Federer Relishing 'Outsider' Status At Roland Garros
But to the third-seeded Federer, those accomplishments mean little this fortnight at Roland Garros, his first in Paris since 2015. To the 37-year-old Swiss, he's the “outsider” looking in on the favourites, such as 11-time champion Rafael Nadal and World No. 1 Novak Djokovic.
“It's nice to be an outsider. That's how I feel, anyhow. Just see how it goes. I know when Wimbledon comes around, sure, I'll be probably a higher favourite. That's OK, too. I'm happy that I'm there where I am,” Federer said.
It would not have been a surprise if Federer did not compete on clay this year. But the Swiss remains plenty motivated, and he shared why he, with four children and a wife, still travels the world and plays in events such as Roland Garros: Pure passion.
“I love the ATP Tour," he said. "There is much more to it than just the Slams. I know sometimes, especially now, as we are at a Grand Slam, people are only talking about Grand Slams, but the majority of my tournament wins come elsewhere.
“I love to play. The traveling, to me, doesn't bother me too much. I feel like I have a lot of friends around the world, so it's nice to see them as well. I think that's also helpful, going to places and getting to see my old friends I only see maybe once a year. [I'm] just very happy with how things are going on the Tour.”

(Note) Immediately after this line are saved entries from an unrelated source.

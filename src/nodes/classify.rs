//! Node classifier
//!
//! Separates real egress nodes from routing groups and from the placeholder
//! entries subscriptions use to advertise remaining traffic or expiry dates.
//! Both tables are process-wide constants.

use crate::daemon::{ProxyEntry, ProxyTable};

/// Type tags the daemon uses for routing groups and built-in pseudo-nodes
///
/// Known gap: the daemon may report kinds not listed here; those are
/// classified as real.
pub const ROUTING_GROUP_KINDS: [&str; 10] = [
    "Selector",
    "Direct",
    "Reject",
    "RejectDrop",
    "Pass",
    "Compatible",
    "URLTest",
    "Fallback",
    "LoadBalance",
    "Relay",
];

/// Substrings marking subscription-metadata placeholder entries
pub const INFO_KEYWORDS: [&str; 6] = [
    "剩余流量",
    "距离下次",
    "套餐到期",
    "过期时间",
    "到期时间",
    "官网",
];

/// Returns false iff `type_tag` is one of [`ROUTING_GROUP_KINDS`]
pub fn is_real_proxy(type_tag: &str) -> bool {
    !ROUTING_GROUP_KINDS.contains(&type_tag)
}

/// Returns true iff `name` contains any of [`INFO_KEYWORDS`]
pub fn is_info_node(name: &str) -> bool {
    INFO_KEYWORDS.iter().any(|keyword| name.contains(keyword))
}

/// A node may be probed or selected iff it is real and not a placeholder
pub fn is_eligible(name: &str, type_tag: &str) -> bool {
    is_real_proxy(type_tag) && !is_info_node(name)
}

/// Every eligible entry of the table, in table (name) order
pub fn eligible_nodes(table: &ProxyTable) -> Vec<(&str, &ProxyEntry)> {
    table
        .entries()
        .filter(|(name, entry)| is_eligible(name, &entry.kind))
        .collect()
}

/// Eligible members of `group`, in the group's own member order
///
/// Members absent from the table are skipped: without a type tag they
/// cannot be shown to be real.
pub fn eligible_members<'a>(
    group: &'a ProxyEntry,
    table: &'a ProxyTable,
) -> Vec<(&'a str, &'a ProxyEntry)> {
    group
        .all
        .iter()
        .filter_map(|member| match table.get(member) {
            Some(entry) => Some((member.as_str(), entry)),
            None => {
                tracing::debug!(
                    group = %group.name,
                    member = %member,
                    "Group member missing from node table, skipping"
                );
                None
            }
        })
        .filter(|(name, entry)| is_eligible(name, &entry.kind))
        .collect()
}

#[cfg(test)]
mod tests {
    use super::*;

    fn table(json: &str) -> ProxyTable {
        serde_json::from_str(json).expect("should parse table")
    }

    #[test]
    fn test_routing_group_kinds_are_not_real() {
        for kind in ROUTING_GROUP_KINDS {
            assert!(!is_real_proxy(kind), "{} should not be real", kind);
        }
    }

    #[test]
    fn test_leaf_kinds_are_real() {
        for kind in ["Shadowsocks", "Vmess", "Vless", "Trojan", "Hysteria2", "WireGuard"] {
            assert!(is_real_proxy(kind), "{} should be real", kind);
        }
    }

    #[test]
    fn test_group_kind_match_is_exact() {
        assert!(is_real_proxy("selector"));
        assert!(is_real_proxy("URLTest2"));
    }

    #[test]
    fn test_info_nodes_detected_by_substring() {
        assert!(is_info_node("剩余流量：120.5 GB"));
        assert!(is_info_node("套餐到期：2026-12-31"));
        assert!(is_info_node("官网 example.com"));
        assert!(!is_info_node("🇭🇰 Hong Kong 01"));
        assert!(!is_info_node(""));
    }

    #[test]
    fn test_eligibility_combines_both_rules() {
        assert!(is_eligible("HK 01", "Shadowsocks"));
        assert!(!is_eligible("Proxies", "Selector"));
        assert!(!is_eligible("距离下次重置剩余：12 天", "Shadowsocks"));
    }

    #[test]
    fn test_eligible_nodes_filters_table() {
        let table = table(
            r#"{"proxies": {
                "Proxies": {"type": "Selector", "all": ["HK", "JP"]},
                "Auto": {"type": "URLTest", "all": ["HK", "JP"]},
                "DIRECT": {"type": "Direct"},
                "REJECT": {"type": "Reject"},
                "HK": {"type": "Shadowsocks"},
                "JP": {"type": "Trojan"},
                "剩余流量：10 GB": {"type": "Shadowsocks"}
            }}"#,
        );

        let names: Vec<&str> = eligible_nodes(&table).into_iter().map(|(n, _)| n).collect();
        assert_eq!(names, vec!["HK", "JP"]);
    }

    #[test]
    fn test_eligible_members_keep_group_order_and_skip_unknown() {
        let table = table(
            r#"{"proxies": {
                "Proxies": {"type": "Selector", "all": ["Auto", "JP", "ghost", "HK", "DIRECT"]},
                "Auto": {"type": "URLTest", "all": ["HK", "JP"]},
                "DIRECT": {"type": "Direct"},
                "HK": {"type": "Shadowsocks"},
                "JP": {"type": "Trojan"}
            }}"#,
        );
        let group = table.get("Proxies").unwrap();

        let names: Vec<&str> = eligible_members(group, &table)
            .into_iter()
            .map(|(n, _)| n)
            .collect();
        assert_eq!(names, vec!["JP", "HK"]);
    }
}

The Swiss returned to a packed Court Philippe Chatrier without drama on Sunday, day one of the season's second Grand Slam, advancing 6-2, 6-4, 6-4 against Italy's Lorenzo Sonego. And although the fan support remains enthusiastic for Federer in Paris, he is viewing his return differently than past experiences at Roland Garros.

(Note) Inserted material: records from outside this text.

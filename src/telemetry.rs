//! Telemetry and observability setup
//!
//! Configures structured logging with tracing and tracing-subscriber.

use std::sync::Once;
use tracing_subscriber::{EnvFilter, layer::SubscriberExt, util::SubscriberInitExt};

static INIT: Once = Once::new();

/// Initialize tracing subscriber for structured logging
///
/// This can only be called once per process. Subsequent calls are silently ignored.
///
/// Reads log level from RUST_LOG environment variable, defaulting to the
/// level specified in config (or "info" if not set). Output goes to stderr
/// because stdout carries the tool protocol when serving over stdio.
///
/// # Examples
///
/// ```no_run
/// clashpilot::telemetry::init("info");
/// tracing::info!("Application started");
/// ```
pub fn init(default_level: &str) {
    INIT.call_once(|| {
        let filter = EnvFilter::try_from_default_env().unwrap_or_else(|_| {
            EnvFilter::new(format!("clashpilot={},tower_http=debug", default_level))
        });

        tracing_subscriber::registry()
            .with(filter)
            .with(
                tracing_subscriber::fmt::layer()
                    .with_writer(std::io::stderr)
                    .with_ansi(false),
            )
            .init();
    });
}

“For many years it was either, if I don't win, it's a disappointment, and you explain yourself in the press room. People don't understand why you lost,” Federer said.

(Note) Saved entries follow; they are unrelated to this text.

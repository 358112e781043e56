//! Snapshot types returned by the daemon control API

use serde::{Deserialize, Serialize};
use std::collections::BTreeMap;

/// `GET /version`
#[derive(Debug, Clone, Deserialize, Serialize)]
pub struct DaemonVersion {
    #[serde(default)]
    pub version: String,
    #[serde(default)]
    pub meta: bool,
}

impl DaemonVersion {
    /// `mihomo v1.18.1` for Meta cores, the bare version otherwise
    pub fn core_label(&self) -> String {
        if self.meta {
            format!("mihomo {}", self.version)
        } else {
            self.version.clone()
        }
    }
}

/// `GET /configs` (only the fields the status report shows)
#[derive(Debug, Clone, Default, Deserialize, Serialize)]
pub struct DaemonConfigs {
    #[serde(default)]
    pub mode: Option<String>,
    #[serde(rename = "mixed-port", default)]
    pub mixed_port: Option<u16>,
    #[serde(default)]
    pub tun: Option<TunInfo>,
}

/// Tunnel interface state
#[derive(Debug, Clone, Default, Deserialize, Serialize)]
pub struct TunInfo {
    #[serde(default)]
    pub enable: bool,
    #[serde(default)]
    pub device: String,
}

/// One latency record from the daemon's own history
#[derive(Debug, Clone, Deserialize, Serialize)]
pub struct DelayRecord {
    #[serde(default)]
    pub time: String,
    /// The daemon records failed checks as 0
    #[serde(default)]
    pub delay: u32,
}

/// One entry of the daemon's node/group table
///
/// Groups carry `now` and `all`; leaf nodes leave them empty.
#[derive(Debug, Clone, Default, Deserialize, Serialize)]
pub struct ProxyEntry {
    #[serde(default)]
    pub name: String,
    #[serde(rename = "type", default)]
    pub kind: String,
    #[serde(default)]
    pub now: Option<String>,
    #[serde(default)]
    pub all: Vec<String>,
    #[serde(default)]
    pub history: Vec<DelayRecord>,
}

impl ProxyEntry {
    /// Whether this entry lists members, i.e. behaves as a group
    pub fn is_group(&self) -> bool {
        !self.all.is_empty()
    }

    /// Most recent successful latency the daemon recorded, if any
    pub fn last_delay(&self) -> Option<u32> {
        self.history
            .last()
            .map(|record| record.delay)
            .filter(|delay| *delay > 0)
    }
}

/// `GET /proxies`
///
/// Keyed by name in a `BTreeMap` so every enumeration of the table is
/// deterministic.
#[derive(Debug, Clone, Default, Deserialize, Serialize)]
pub struct ProxyTable {
    #[serde(default)]
    pub proxies: BTreeMap<String, ProxyEntry>,
}

impl ProxyTable {
    /// Look up an entry by name
    pub fn get(&self, name: &str) -> Option<&ProxyEntry> {
        self.proxies.get(name)
    }

    /// Number of entries (nodes, groups and placeholders)
    pub fn len(&self) -> usize {
        self.proxies.len()
    }

    /// Whether the daemon reported no entries at all
    pub fn is_empty(&self) -> bool {
        self.proxies.is_empty()
    }

    /// Iterate entries in name order, keyed by their table name
    pub fn entries(&self) -> impl Iterator<Item = (&str, &ProxyEntry)> {
        self.proxies.iter().map(|(name, entry)| (name.as_str(), entry))
    }
}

But now, he said, “I feel like if I lost first round or in the final or wherever it is, people would be, 'OK, that could have happened.'
“I like that approach for me also once in a while. It relaxes you on the bigger points maybe, or it relaxes you subconsciously as you walk through the grounds and go to practice and go to the press room,” he said.
Federer, and athletes in all sports, have been known to downplay expectations and set the bar low for their future performances. But Federer insisted he's being honest.
“This is not a show I'm putting on. This is the truth. I really don't know how far I can go in this event, and I am very happy with my first round. It was a really good performance,” Federer said.